Professional ratings
Aggregate scores
| Source | Rating |
| Metacritic | 76/100 |
Review scores
| Source | Rating |
| AllMusic |  |
| BBC | Positive |
| The Boston Globe | Mixed |
| Consequence of Sound | C− |
| The Guardian |  |
| The Independent | Positive |
| NME | 6/10 |
| PopMatters |  |
| Record Collector |  |
| Rolling Stone |  |

==Track listing==
All songs traditional, except where noted.

Disc One
| No. | Title | Writer(s) | Performer(s) | Length |
|---|---|---|---|---|
| 1. | "Leaving of Liverpool" |  | Shane MacGowan | 4:01 |
| 2. | "Sam's Gone Away" |  | Robyn Hitchcock | 2:45 |
| 3. | "Bamboo (River Come Down)" | Herbert Haufrecht, Dave Van Ronk | Beth Orton | 6:17 |
| 4. | "Row Bullies Row" |  | Sean Lennon & Charlotte Kemp Muhl w/ Jack Shit | 4:07 |
| 5. | "Shenandoah" |  | Tom Waits w/ Keith Richards | 4:02 |
| 6. | "Mr.

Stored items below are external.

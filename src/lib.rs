//! # Tickos
//!
//! A small preemptive, priority-based real-time kernel for ARM Cortex-M3
//! microcontrollers.
//!
//! ## Overview
//!
//! - **Fixed priorities**: the highest-priority ready task always runs;
//!   `0` is the idle level.
//! - **Round robin** among tasks of equal priority, sliced by the tick.
//! - **Delays** measured in ticks, with correct behavior across tick
//!   counter wraparound.
//! - **Static memory only**: stacks and task control blocks are supplied
//!   by the application; the kernel never allocates.
//!
//! ## Architecture
//!
//! ```text
//! ┌────────────────────────────────────────────────────────┐
//! │                    Application Tasks                    │
//! ├────────────────────────────────────────────────────────┤
//! │              Kernel API (kernel.rs, firmware)           │
//! │   create_task() · start() · delay() · yield_now()       │
//! ├────────────────────────────────────────────────────────┤
//! │                  Scheduler (scheduler.rs)               │
//! │   select_next_task() · advance_tick() · delay_current() │
//! ├──────────────┬──────────────────┬──────────────────────┤
//! │ Ready queues │   Delay lists    │  Critical sections   │
//! │ ready.rs     │   delay.rs       │  sync.rs             │
//! ├──────────────┴──────────────────┴──────────────────────┤
//! │       Ordered intrusive lists (list.rs) · TCB (task.rs) │
//! ├────────────────────────────────────────────────────────┤
//! │   Port trait (port.rs): arch/cortex_m3.rs · arch/sim.rs │
//! └────────────────────────────────────────────────────────┘
//! ```
//!
//! ## Memory Model
//!
//! - **No heap**: all kernel state lives in one [`Scheduler`](scheduler::Scheduler)
//! - **Arena lists**: list links are indices into a fixed node arena, one
//!   node per task slot
//! - **Critical sections**: interrupt masking through the [`Port`](port::Port)
//!
//! On hosted targets the crate links `std` for the simulated port only.

#![no_std]

#[cfg(not(target_os = "none"))]
extern crate std;

pub mod arch;
pub mod config;
mod delay;
pub mod error;
#[cfg(all(target_arch = "arm", target_os = "none"))]
pub mod kernel;
pub mod list;
pub mod port;
mod ready;
pub mod scheduler;
pub mod sync;
pub mod task;

pub use config::TickType;
pub use error::{InvariantViolation, KernelError};
pub use port::Port;
pub use scheduler::Scheduler;
pub use task::{DelayList, Priority, StackWord, TaskControlBlock, TaskEntry, TaskHandle, TaskState};
/// The end marker every list carries. Its key is always `MAX_DELAY`, so a
/// sorted scan stops at it.
#[derive(Debug, Clone, Copy)]
struct EndMarker {
    key: TickType,
    next: Link,
    prev: Link,
}

/// List header: item count, round-robin cursor and the end marker.
#[derive(Debug, Clone, Copy)]
pub struct OrderedList {
    count: usize,
    cursor: Link,
    end: EndMarker,
}

impl OrderedList {
    /// An empty list whose end marker links to itself. `id` must be the
    /// handle the arena will store this header under.
    pub const fn new(id: ListId) -> Self {
        Self {
            count: 0,
            cursor: Link::End(id),
            end: EndMarker {
                key: MAX_DELAY,
                next: Link::End(id),
                prev: Link::End(id),
            },
        }
    }

    pub fn len(&self) -> usize {
        self.count
    }

    pub fn is_empty(&self) -> bool {
        self.count == 0
    }

    /// Current round-robin position.
    pub fn cursor(&self) -> Link {
        self.cursor
    }
}

/// Storage for list nodes and list headers, addressed by handle.
///
/// Implementors provide the four accessors; the list operations are
/// provided methods. Every operation assumes exclusive access to the
/// arena, which the scheduler guarantees with a critical section.
pub trait ListArena {
    /// Handle type stored in each node's `owner`.
    type Owner: Copy;

    fn node(&self, id: NodeId) -> &ListNode<Self::Owner>;
    fn node_mut(&mut self, id: NodeId) -> &mut ListNode<Self::Owner>;
    fn list(&self, id: ListId) -> &OrderedList;
    fn list_mut(&mut self, id: ListId) -> &mut OrderedList;

    /// Reset `list` to empty.
    fn init_list(&mut self, list: ListId) {
        *self.list_mut(list) = OrderedList::new(list);
    }

    /// Detach `node` without touching its neighbours. Only valid for a
    /// node that is known not to be in any list.
    fn init_node(&mut self, node: NodeId) {
        self.node_mut(node).container = None;
    }

    /// Insert `node` right before the list's cursor, ignoring key order.
    ///
    /// With the cursor on the running task, the new node is the last one
    /// the round-robin rotation reaches.
    fn insert_end(&mut self, list: ListId, node: NodeId) {
        let index = self.list(list).cursor;
        let last = prev_of(self, index);
        link_between(self, list, node, last, index);
    }

    /// Insert `node` in ascending key order. Nodes with equal keys keep
    /// insertion order.
    fn insert_sorted(&mut self, list: ListId, node: NodeId) {
        let key = self.node(node).key;
        let after = if key == MAX_DELAY {
            // Nothing sorts after MAX_DELAY, skip the scan.
            prev_of(self, Link::End(list))
        } else {
            let mut at = Link::End(list);
            while key_of(self, next_of(self, at)) <= key {
                at = next_of(self, at);
            }
            at
        };
        let before = next_of(self, after);
        link_between(self, list, node, after, before);
    }

    /// Unlink `node` from its list and return the list's new length.
    ///
    /// Returns `None` if the node isn't linked anywhere; the arena is left
    /// untouched in that case. Removing a detached node is a caller error.
    fn remove(&mut self, node: NodeId) -> Option<usize> {
        let list = self.node(node).container?;
        let ListNode { next, prev, .. } = *self.node(node);

        // Keep round robin on track: the next advance must land on the
        // node that followed the removed one.
        if self.list(list).cursor == Link::Node(node) {
            self.list_mut(list).cursor = prev;
        }

        set_prev(self, next, prev);
        set_next(self, prev, next);
        self.node_mut(node).container = None;

        let header = self.list_mut(list);
        header.count -= 1;
        Some(header.count)
    }

    /// Move the cursor one step forward, stepping over the end marker,
    /// and return the owner of the node it lands on.
    ///
    /// The flag reports whether the end marker was skipped. On an empty
    /// list the cursor stays on the end marker and the owner is `None`.
    fn advance_cursor(&mut self, list: ListId) -> (Option<Self::Owner>, bool) {
        let mut cursor = next_of(self, self.list(list).cursor);
        let mut skipped_end = false;
        if cursor == Link::End(list) {
            cursor = next_of(self, cursor);
            skipped_end = true;
        }
        self.list_mut(list).cursor = cursor;

        let owner = match cursor {
            Link::Node(id) => self.node(id).owner,
            Link::End(_) => None,
        };
        (owner, skipped_end)
    }

    /// The first node after the end marker, i.e. the smallest key of a
    /// sorted list. Does not move the cursor.
    fn peek_head(&self, list: ListId) -> Option<NodeId> {
        match self.list(list).end.next {
            Link::Node(id) => Some(id),
            Link::End(_) => None,
        }
    }

    fn is_empty(&self, list: ListId) -> bool {
        self.list(list).is_empty()
    }

    fn length(&self, list: ListId) -> usize {
        self.list(list).len()
    }

    /// Walk the list from head to tail.
    fn iter(&self, list: ListId) -> Iter<'_, Self>
    where
        Self: Sized,
    {
        Iter {
            arena: self,
            at: self.list(list).end.next,
            remaining: self.list(list).count,
        }
    }
}
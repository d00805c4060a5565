//! # Tickos Configuration
//!
//! Compile-time constants governing the kernel. All limits are fixed at
//! compile time; there is no dynamic allocation.

/// Number of priority levels. Valid priorities are `0..MAX_PRIORITIES`,
/// higher numbers are more urgent. The ready-queue occupancy tracker is a
/// single `u32`, so at most 32 levels are supported.
pub const MAX_PRIORITIES: usize = 5;

/// Maximum number of tasks, including the idle task. This bounds the
/// task table and the list-node arena.
pub const MAX_TASKS: usize = 8;

/// Size of the task name buffer in bytes, including the terminating NUL.
pub const MAX_TASK_NAME_LEN: usize = 16;

/// Stack depth of the idle task, in words.
pub const MINIMAL_STACK_SIZE: usize = 128;

/// Priority of the idle task. Always the lowest level.
pub const IDLE_PRIORITY: usize = 0;

/// SysTick frequency in Hz. One tick is the unit of every delay.
pub const TICK_HZ: u32 = 1000;

/// Core clock frequency in Hz (STM32F103 running from the 72 MHz PLL).
pub const SYSTEM_CLOCK_HZ: u32 = 72_000_000;

/// Exception priority of PendSV and SysTick. Context switches must never
/// preempt application interrupt handlers, so this is the lowest priority.
pub const KERNEL_INTERRUPT_PRIORITY: u8 = 0xFF;

/// BASEPRI value written while inside a critical section. Interrupts with
/// a numerically lower (more urgent) priority stay enabled and must not
/// touch kernel state.
pub const MAX_SYSCALL_INTERRUPT_PRIORITY: u8 = 0xBF;

/// Tick count the scheduler starts from.
pub const INITIAL_TICK_COUNT: TickType = 0;

/// Unsigned tick counter. Wraps around; the delay lists handle overflow.
#[cfg(not(feature = "tick-16"))]
pub type TickType = u32;

/// Unsigned tick counter. Wraps around; the delay lists handle overflow.
#[cfg(feature = "tick-16")]
pub type TickType = u16;

/// Largest representable tick value. Also the key of every list's end
/// marker and the "nothing to wake" value of the next-unblock tick.
pub const MAX_DELAY: TickType = TickType::MAX;

const _: () = assert!(MAX_PRIORITIES >= 1 && MAX_PRIORITIES <= 32);
const _: () = assert!(IDLE_PRIORITY < MAX_PRIORITIES);
const _: () = assert!(MAX_TASKS >= 1 && MAX_TASKS <= u16::MAX as usize);
const _: () = assert!(MAX_TASK_NAME_LEN >= 1);
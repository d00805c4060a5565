//! # Ready Queues
//!
//! One [`OrderedList`](crate::list::OrderedList) per priority level plus an
//! occupancy bitmap with bit `p` set while priority `p` has a ready task.
//! Selection finds the highest set bit (a single CLZ on ports that have
//! one) and rotates that level's cursor, which gives round robin among
//! equal-priority tasks.

use core::marker::PhantomData;

use crate::config::MAX_PRIORITIES;
use crate::list::{ListArena, ListId, NodeId};
use crate::port::Port;
use crate::task::{Priority, TaskHandle};

/// Per-priority ready lists. The lists themselves live in the arena at
/// `ListId(0)..ListId(MAX_PRIORITIES)`.
pub(crate) struct ReadyQueueSet<P> {
    /// Bit `p` is set iff `ready_list(p)` is non-empty.
    occupancy: u32,
    _port: PhantomData<P>,
}

impl<P: Port> ReadyQueueSet<P> {
    pub(crate) const fn new() -> Self {
        Self {
            occupancy: 0,
            _port: PhantomData,
        }
    }

    pub(crate) const fn list(priority: Priority) -> ListId {
        ListId(priority)
    }

    pub(crate) fn init<A: ListArena>(&mut self, arena: &mut A) {
        for priority in 0..MAX_PRIORITIES {
            arena.init_list(Self::list(priority));
        }
        self.occupancy = 0;
    }

    /// Append `node` to the ready list of `priority`.
    pub(crate) fn insert<A: ListArena>(&mut self, arena: &mut A, priority: Priority, node: NodeId) {
        arena.insert_end(Self::list(priority), node);
        self.occupancy |= 1 << priority;
    }

    /// Clear the occupancy bit of `priority` once its list has drained.
    /// `remaining` is the length returned by the list removal.
    pub(crate) fn note_removed(&mut self, priority: Priority, remaining: usize) {
        if remaining == 0 {
            self.occupancy &= !(1 << priority);
        }
    }

    /// Highest priority with a ready task.
    pub(crate) fn top_priority(&self) -> Option<Priority> {
        P::highest_set_bit(self.occupancy)
    }

    /// Rotate the highest occupied ready list and return the task the
    /// cursor lands on.
    pub(crate) fn select<A: ListArena<Owner = TaskHandle>>(
        &self,
        arena: &mut A,
    ) -> Option<TaskHandle> {
        let priority = self.top_priority()?;
        let (owner, _) = arena.advance_cursor(Self::list(priority));
        owner
    }

    pub(crate) fn occupancy(&self) -> u32 {
        self.occupancy
    }
}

Stormalong" |  | Ivan Neville | 4:06 |
| 7. | "Asshole Rules the Navy" |  | Iggy Pop w/ A Hawk and a Hacksaw | 2:04 |
| 8. | "Off to Sea Once More" |  | Macy Gray | 5:01 |
| 9. | "The Ol' OG" |  | Ed Harcourt | 3:26 |
| 10. | "Pirate Jenny" | Kurt Weill, Bertolt Brecht, Marc Blitzstein | Shilpa Ray w/ Nick Cave & Warren Ellis | 7:30 |
| 11. | "The Mermaid" | Patti Smith | Patti Smith & Johnny Depp | 2:25 |
| 12. | "Anthem for Old Souls" | Chuck E. Weiss | Chuck E. Weiss | 4:30 |
| 13. | "Orange Claw Hammer" | Don Van Vliet | Ed Pastorini | 3:17 |
| 14. | "Sweet and Low" | Patrick Ferris | The Americans | 3:29 |
| 15. | "Ye Mariners All" |  | Robin Holcomb & Jessika Kenney | 4:24 |
| 16. | "Tom's Gone to Hilo" |  | Gavin Friday & Shannon McNally | 4:50 |
| 17. | "Bear Away" |  | Kenny Wollesen & the Himalayas | 5:35 |

Disc Two
| No. | Title | Writer(s) | Performer(s) | Length |
|---|---|---|---|---|
| 1. | "Wedding Dress Song/Handsome Cabin Boy" |  | Frank Zappa & the Mothers of Invention | 2:36 |
| 2. | "Rio Grande" |  | Michael Stipe & Courtney Love w/ Jack Shit | 2:47 |
| 3. | "Ship in Distress" |  | Marc Almond | 2:29 |
| 4. | "In Lure of the Tropics" | Mac Rebennack, Clarence Leonard Hay | Dr. John | 5:01 |
| 5. | "Rolling Down to Old Maui" |  | Todd Rundgren | 3:46 |
| 6. | "Jack Tar on Shore" |  | Dan Zanes w/ Broken Social Scene | 3:10 |
| 7. | "Sally Racket" |  | Katey Red & Big Freedia w/ Akron/Family | 2:57 |
| 8. | "Wild Goose" |  | Broken Social Scene | 6:10 |
| 9. | "Flandyke Shore" |  | Marianne Faithfull w/ Kate and Anna McGarrigle | 3:09 |
| 10. | "The Chantey of Noah and his Ark (Old School Song)" |  | Ricky Jay | 6:18 |
| 11. | "Whiskey Johnny" |  | Michael Gira | 2:16 |
| 12. | "Sunshine Life for Me" | George Harrison | Petra Haden w/ Lenny Pickett | 3:44 |
| 13. | "Row the Boat Child" |  | Jenni Muldaur | 2:35 |
| 14. | "General Taylor" |  | Richard Thompson w/ Jack Shit | 3:53 |
| 15. | "Marianne" |  | Tim Robbins w/ Matthew Sweet & Susanna Hoffs | 4:20 |
| 16. | "Barnacle Bill the Sailor" |  | Kembra Pfahler | 3:31 |
| 17. | "Missus McGraw" |  | Anjelica Huston | 5:08 |
| 18. | "The Dreadnought" |  | Iggy Pop & the Elegant Too | 2:32 |
| 19. | "Then Said the Captain to Me (Two Poems of the Sea)" | Mary Margaret O'Hara | Mary Margaret O'Hara | 1:48 |

==Track information==
There are two songs that have been released previously to this compilation. The instrumental medley "Wedding Dress Song/Handsome Cabin Boy" by Frank Zappa & the Mothers of Invention was recorded between 1962 and 1972 and first released as part of the 1986 compilation album Mystery Disc #2. Secondly, Marianne Faithfull's "Flandyke Shore" featuring sisters Anna & Kate McGarrigle was originally released on Faithfull's 2008 cover-album Easy Come, Easy Go.